Punks in den Park

Malou, Lisa und Mütze (v.l.) freuten sich im Rathaus Altona über die Nachricht, dass sie auf das Gelände der ehemaligen Polizeischießanlage ziehen dürfen. Sie vertreten den Verein „Wildwuchs e.V.“, in dem sich Punks und andere Wohnungslose zusammengeschlossen haben, die derzeit in Zelten und Hütten an der Stresemannstraße leben.

Containerwohnen auf ehemaliger Polizeischießanlage für Hüttenbauer der Stresemannstraße.

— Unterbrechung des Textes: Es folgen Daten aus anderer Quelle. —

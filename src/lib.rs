// src/lib.rs

pub mod config;
pub mod error;
pub mod handlers;
pub mod models;
pub mod routes;
pub mod services;
pub mod state;
pub mod store;
pub mod utils;

// Re-export specific items for convenience if needed
pub use routes::create_router;
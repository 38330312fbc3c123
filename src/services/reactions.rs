// src/services/reactions.rs

use crate::{
    error::AppError,
    models::{
        comment::{CommentReactionState, ReactionKind},
        interaction::{ArticleCounter, ArticleReaction, ArticleReactionState},
    },
    store::Store,
};

/// Toggles a session's like or dislike on a comment.
///
/// * Holding `kind` already: the reaction is removed.
/// * Holding the opposite: the opposite is removed and `kind` is added.
/// * Holding neither: `kind` is added.
///
/// Each change moves the matching counter by one (never below zero). The
/// steps are separate store calls without a transaction, so two concurrent
/// toggles on one comment can lose an update.
pub async fn toggle_comment_reaction(
    store: &dyn Store,
    comment_id: &str,
    session_id: &str,
    kind: ReactionKind,
) -> Result<CommentReactionState, AppError> {
    if session_id.trim().is_empty() {
        return Err(AppError::missing_session());
    }

    store
        .find_comment(comment_id)
        .await?
        .ok_or(AppError::NotFound("Comment not found".to_string()))?;

    let held = store.comment_reactions(comment_id, session_id).await?;

    if held.contains(&kind) {
        // Toggle off. A corrupt row of the opposite kind goes too.
        for existing in held {
            remove_comment_reaction(store, comment_id, session_id, existing).await?;
        }
    } else {
        for existing in held {
            remove_comment_reaction(store, comment_id, session_id, existing).await?;
        }
        store
            .insert_comment_reaction(comment_id, session_id, kind)
            .await?;
        store.adjust_comment_counter(comment_id, kind, 1).await?;
    }

    let comment = store
        .find_comment(comment_id)
        .await?
        .ok_or(AppError::NotFound("Comment not found".to_string()))?;
    let now_held = store.comment_reactions(comment_id, session_id).await?;

    tracing::info!(comment_id, %kind, "comment reaction toggled");

    Ok(CommentReactionState {
        comment_id: comment.id,
        likes: comment.likes,
        dislikes: comment.dislikes,
        liked: now_held.contains(&ReactionKind::Like),
        disliked: now_held.contains(&ReactionKind::Dislike),
    })
}

async fn remove_comment_reaction(
    store: &dyn Store,
    comment_id: &str,
    session_id: &str,
    kind: ReactionKind,
) -> Result<(), AppError> {
    store
        .delete_comment_reaction(comment_id, session_id, kind)
        .await?;
    store.adjust_comment_counter(comment_id, kind, -1).await
}

/// Toggles a session's like or bookmark on an article. The two are independent.
pub async fn toggle_article_reaction(
    store: &dyn Store,
    article_id: &str,
    session_id: &str,
    reaction: ArticleReaction,
) -> Result<ArticleReactionState, AppError> {
    if session_id.trim().is_empty() {
        return Err(AppError::missing_session());
    }

    let article = store
        .find_article(article_id)
        .await?
        .ok_or(AppError::NotFound("Article not found".to_string()))?;

    let counter = ArticleCounter::from(reaction);
    if store
        .has_article_reaction(&article.id, session_id, reaction)
        .await?
    {
        store
            .delete_article_reaction(&article.id, session_id, reaction)
            .await?;
        store.adjust_article_counter(&article.id, counter, -1).await?;
    } else {
        store
            .insert_article_reaction(&article.id, session_id, reaction)
            .await?;
        store.adjust_article_counter(&article.id, counter, 1).await?;
    }

    tracing::info!(article_id = %article.id, %reaction, "article reaction toggled");

    article_state(store, &article.id, Some(session_id)).await
}

/// Counts one share of an article. Shares are not tied to a session.
pub async fn record_share(
    store: &dyn Store,
    article_id: &str,
    session_id: Option<&str>,
) -> Result<ArticleReactionState, AppError> {
    let article = store
        .find_article(article_id)
        .await?
        .ok_or(AppError::NotFound("Article not found".to_string()))?;

    store
        .adjust_article_counter(&article.id, ArticleCounter::Shares, 1)
        .await?;

    article_state(store, &article.id, session_id).await
}

async fn article_state(
    store: &dyn Store,
    article_id: &str,
    session_id: Option<&str>,
) -> Result<ArticleReactionState, AppError> {
    let article = store
        .find_article(article_id)
        .await?
        .ok_or(AppError::NotFound("Article not found".to_string()))?;

    let (liked, bookmarked) = match session_id {
        Some(session_id) => (
            store
                .has_article_reaction(article_id, session_id, ArticleReaction::Like)
                .await?,
            store
                .has_article_reaction(article_id, session_id, ArticleReaction::Bookmark)
                .await?,
        ),
        None => (false, false),
    };

    Ok(ArticleReactionState {
        article_id: article.id,
        likes: article.likes,
        bookmarks: article.bookmarks,
        shares: article.shares,
        liked,
        bookmarked,
    })
}
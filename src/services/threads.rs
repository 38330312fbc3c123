// src/services/threads.rs

use crate::{
    error::AppError,
    models::comment::CommentThread,
    store::Store,
    utils::thread::assemble_thread,
};

/// Loads every comment of an article and nests them for the given session.
pub async fn load_thread(
    store: &dyn Store,
    article_key: &str,
    session_id: &str,
) -> Result<CommentThread, AppError> {
    let article = store
        .find_article(article_key)
        .await?
        .ok_or(AppError::NotFound("Article not found".to_string()))?;

    let comments = store.list_comments(&article.id).await?;
    let reactions = store.session_reactions(&article.id, session_id).await?;

    let total = comments.len();
    let comments = assemble_thread(comments, &reactions.liked, &reactions.disliked);

    Ok(CommentThread {
        article_id: article.id,
        total,
        comments,
    })
}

Gute Nachrichten für die Punks, die auf dem Brachgelände zwischen Stresemannstraße und Oeverseestraße in Zelten und selbst gezimmerten Hütten leben. Sie haben die Zusage der Altonaer Verwaltung und Politik, dass sie in den Volkspark umziehen dürfen – und zwar auf das Gelände der ehemaligen Polizeischießanlage am Schulgartenweg 2. Dort sollen die Punks, die inzwischen den Verein „Wildwuchs e.V.“ gegründet haben, in Containerbauten wohnen.
Gute Nachrichten sind das aber auch für Politik und Verwaltung in Altona. Denn sie sind zwei Sorgen los: Zum ersten besetzen die Punks ein privates Gelände. Eine Räumung wäre unausweichlich, falls die Punks nicht von selber gehen. Und eine Räumung geht selten ruhig ab.
Zweitens: Winterfest sind die derzeitigen Hütten, nach Ansicht aller, außer den Bewohnern selbst, nicht. Die Verantwortung, falls jemand bei eisigen Temperaturen erfriert, fällt auf den Bezirk zurück.
Auf der ehemaligen Polizeischießanlage am Rande des Schulgartens herrscht seit zwei Jahren Ruhe. Die Polizei hat eine neue, moderne Schießübungshalle bekommen, und den Sportschützen, die das Gelände ebenfalls nutzten, wurde gekündigt. Seitdem liegt das städtische Gelände brach.
Bevor dort Containerwohnungen für die obdachlosen Punks aufgestellt werden können – das wird im Rahmen des Winternotprogramms geschehen – muss der Kampfmittelräumdienst das Grundstück noch untersuchen.
Während Amt und Politik den Punks bisher nicht in Aussicht stellen, länger als über den Winter am Volkspark zu bleiben, dringen Lisa und Malou, Sprecherinnen der Gruppe, auf einen längeren Aufenthalt: „Sonst ist unsere Lage im Frühjahr schlimmer als sie jetzt ist.“ Auch Container sind nicht unbedingt, was sie sich erträumen. Ideal fänden sie die Erlaubnis, auf dem Gelände wieder Hütten im Eigenbau zu errichten.